Armed with litter-pickers and bin bags, the team set off to tidy up, and they didn’t have to look very far to find the rubbish. Bottles, caps, cans, bags and countless other items were found in bushes, on roadsides and even partially buried in soil. Plastic waste is rarely absent from headlines in the modern day, and after the morning’s work – it was obvious why.
Last year, a report commissioned by Trash Free Trails, a non-profit conservation organisation, found that on average UK footpaths contained around 41 pieces of litter per kilometre. The report estimates as many as 9.1 million pieces of litter could be ruining the over 220,000km of footpaths in the country. The authors say the word ‘pollution’ should be used rather than ‘litter’, as “there is clear and growing evidence that this human-made detritus is harmful to the health of the ecosystems that it escapes into. This is the definition of pollution, and we should not avoid it any longer.”
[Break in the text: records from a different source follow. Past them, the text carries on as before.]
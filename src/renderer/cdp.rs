//! Chrome DevTools Protocol renderer.
//!
//! Owns one headless browser process and one page, both reused for every
//! probe of an iteration. The agent calls [`CdpRenderer::close`] at
//! iteration end in every exit path.

use std::collections::{HashMap, HashSet};
use std::time::{Duration, Instant};

use anyhow::{anyhow, bail, Context, Result};
use chromiumoxide::browser::{Browser, BrowserConfig};
use chromiumoxide::cdp::browser_protocol::network::{
    EventLoadingFinished, EventRequestWillBeSent, EventResponseReceived, GetResponseBodyParams,
    RequestId,
};
use chromiumoxide::cdp::browser_protocol::page::{
    EventLifecycleEvent, SetLifecycleEventsEnabledParams,
};
use futures::StreamExt;
use tokio::task::JoinHandle;
use tracing::{debug, info};

use crate::config::RendererConfig;
use crate::renderer::{CapturedExchange, Page, ResponseWatch};

/// Lifecycle event name the quiescence wait resolves on.
const NETWORK_IDLE: &str = "networkIdle";

pub struct CdpRenderer {
    browser: Browser,
    handler: JoinHandle<()>,
    page: chromiumoxide::Page,
}

impl CdpRenderer {
    /// Launch the browser and open the single page reused for the whole
    /// iteration.
    pub async fn launch(cfg: &RendererConfig) -> Result<Self> {
        let mut builder = BrowserConfig::builder();

        if !cfg.headless {
            builder = builder.with_head();
        }

        if let Some(executable) = &cfg.executable {
            builder = builder.chrome_executable(executable.clone());
        }

        let config = builder
            .build()
            .map_err(|e| anyhow!("building browser config: {e}"))?;

        let (browser, mut handler) = Browser::launch(config)
            .await
            .context("launching headless browser")?;

        // The handler stream must be polled for the browser's lifetime.
        let handler = tokio::spawn(async move {
            while let Some(event) = handler.next().await {
                if let Err(e) = event {
                    debug!(error = %e, "browser handler error");
                }
            }
        });

        let page = browser
            .new_page("about:blank")
            .await
            .context("opening page")?;

        page.execute(SetLifecycleEventsEnabledParams { enabled: true })
            .await
            .context("enabling lifecycle events")?;

        info!("renderer launched");

        Ok(Self {
            browser,
            handler,
            page,
        })
    }

    /// Tear down the browser process and the handler task. Best-effort: the
    /// iteration outcome must never be masked by teardown problems.
    pub async fn close(mut self) -> Result<()> {
        if let Err(e) = self.browser.close().await {
            debug!(error = %e, "browser close request failed");
        }

        if let Err(e) = self.browser.wait().await {
            debug!(error = %e, "waiting for browser exit failed");
        }

        self.handler.abort();

        info!("renderer closed");

        Ok(())
    }
}

impl Page for CdpRenderer {
    async fn goto_loaded(&self, url: &str, timeout: Duration) -> Result<()> {
        let navigation = async {
            self.page
                .goto(url)
                .await
                .with_context(|| format!("navigating to {url}"))?;
            self.page
                .wait_for_navigation()
                .await
                .context("waiting for page load")?;
            Ok(())
        };

        match tokio::time::timeout(timeout, navigation).await {
            Ok(result) => result,
            Err(_) => bail!("navigation to {url} timed out after {timeout:?}"),
        }
    }

    async fn goto_idle(&self, url: &str, timeout: Duration) -> Result<()> {
        let mut lifecycle = self
            .page
            .event_listener::<EventLifecycleEvent>()
            .await
            .context("subscribing to lifecycle events")?;

        self.page
            .goto(url)
            .await
            .with_context(|| format!("navigating to {url}"))?;

        let idle = async {
            while let Some(event) = lifecycle.next().await {
                if event.name == NETWORK_IDLE {
                    return Ok(());
                }
            }
            bail!("lifecycle event stream ended before network idle")
        };

        match tokio::time::timeout(timeout, idle).await {
            Ok(result) => result,
            Err(_) => bail!("network idle for {url} timed out after {timeout:?}"),
        }
    }

    async fn element_text(&self, id: &str) -> Result<Option<String>> {
        let element = match self.page.find_element(format!("#{id}")).await {
            Ok(element) => element,
            Err(e) => {
                debug!(id, error = %e, "element not found");
                return Ok(None);
            }
        };

        element
            .inner_text()
            .await
            .with_context(|| format!("reading inner text of #{id}"))
    }

    async fn watch_response(&self, fragment: &str) -> Result<ResponseWatch> {
        let mut requests = self
            .page
            .event_listener::<EventRequestWillBeSent>()
            .await
            .context("subscribing to request events")?;
        let mut responses = self
            .page
            .event_listener::<EventResponseReceived>()
            .await
            .context("subscribing to response events")?;
        let mut finished = self
            .page
            .event_listener::<EventLoadingFinished>()
            .await
            .context("subscribing to loading-finished events")?;

        let page = self.page.clone();
        let fragment = fragment.to_owned();
        let (tx, watch) = ResponseWatch::channel();

        // One-shot capture task. It ends as soon as the exchange resolves or
        // the watch side gives up, dropping every listener registration with
        // it.
        tokio::spawn(async move {
            let mut request_starts: HashMap<RequestId, Instant> = HashMap::new();
            let mut finished_ids: HashSet<RequestId> = HashSet::new();
            let mut matched: Option<(RequestId, Option<Duration>)> = None;
            let mut idle_check = tokio::time::interval(Duration::from_secs(1));

            loop {
                // The watch side dropping (timeout or probe teardown) ends
                // the capture; no listener survives past resolution.
                if tx.is_closed() {
                    return;
                }

                tokio::select! {
                    _ = idle_check.tick() => {}
                    event = requests.next() => {
                        let Some(event) = event else { return };
                        request_starts.insert(event.request_id.clone(), Instant::now());
                    }
                    event = responses.next() => {
                        let Some(event) = event else { return };
                        if matched.is_none() && event.response.url.contains(&fragment) {
                            let ttfb = request_starts
                                .get(&event.request_id)
                                .map(|start| start.elapsed());

                            if finished_ids.contains(&event.request_id) {
                                let body = fetch_json_body(&page, event.request_id.clone()).await;
                                let _ = tx.send(CapturedExchange { body, ttfb });
                                return;
                            }

                            matched = Some((event.request_id.clone(), ttfb));
                        }
                    }
                    event = finished.next() => {
                        let Some(event) = event else { return };
                        if let Some((id, ttfb)) = &matched {
                            if event.request_id == *id {
                                let body = fetch_json_body(&page, id.clone()).await;
                                let _ = tx.send(CapturedExchange { body, ttfb: *ttfb });
                                return;
                            }
                        } else {
                            finished_ids.insert(event.request_id.clone());
                        }
                    }
                }
            }
        });

        Ok(watch)
    }
}

/// Fetch and parse the body of a finished exchange. Any failure is local:
/// the capture still resolves and the payload fields fall back to the
/// sentinel.
async fn fetch_json_body(
    page: &chromiumoxide::Page,
    request_id: RequestId,
) -> Option<serde_json::Value> {
    let response = match page.execute(GetResponseBodyParams::new(request_id)).await {
        Ok(response) => response,
        Err(e) => {
            debug!(error = %e, "fetching response body failed");
            return None;
        }
    };

    if response.result.base64_encoded {
        debug!("response body is base64-encoded, skipping payload extraction");
        return None;
    }

    match serde_json::from_str(&response.result.body) {
        Ok(value) => Some(value),
        Err(e) => {
            debug!(error = %e, "response body is not valid JSON");
            None
        }
    }
}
This sobering reality has been little acknowledged by the government, with no commitments related to waste, plastic or recycling in the 2024 Labour Party manifesto. This places emphasis on grassroots initiatives like Sunday’s pick and the work of Trash Free Trails among many other organisations, as change in this case has to start from the bottom up.
On Sunday, the team discovered a myriad of weird and wonderful objects, including lots of household cushions. During past picks, sheets of tin foil, old lamps and even an entire car seat have been found, showing there’s no limit to what people might throw away. The sheer volume of litter each time serves as a potent reminder of our need to consume less, reuse more, and dispose of waste properly.
Events like these are also really important as a way for students to help Eton town as members of that community, separate to the School, as despite the preconceptions of many – they are not one and the same. We are extremely lucky that Eton calls such a brilliant place home, and Sunday’s pick was just one way of giving back to our environment.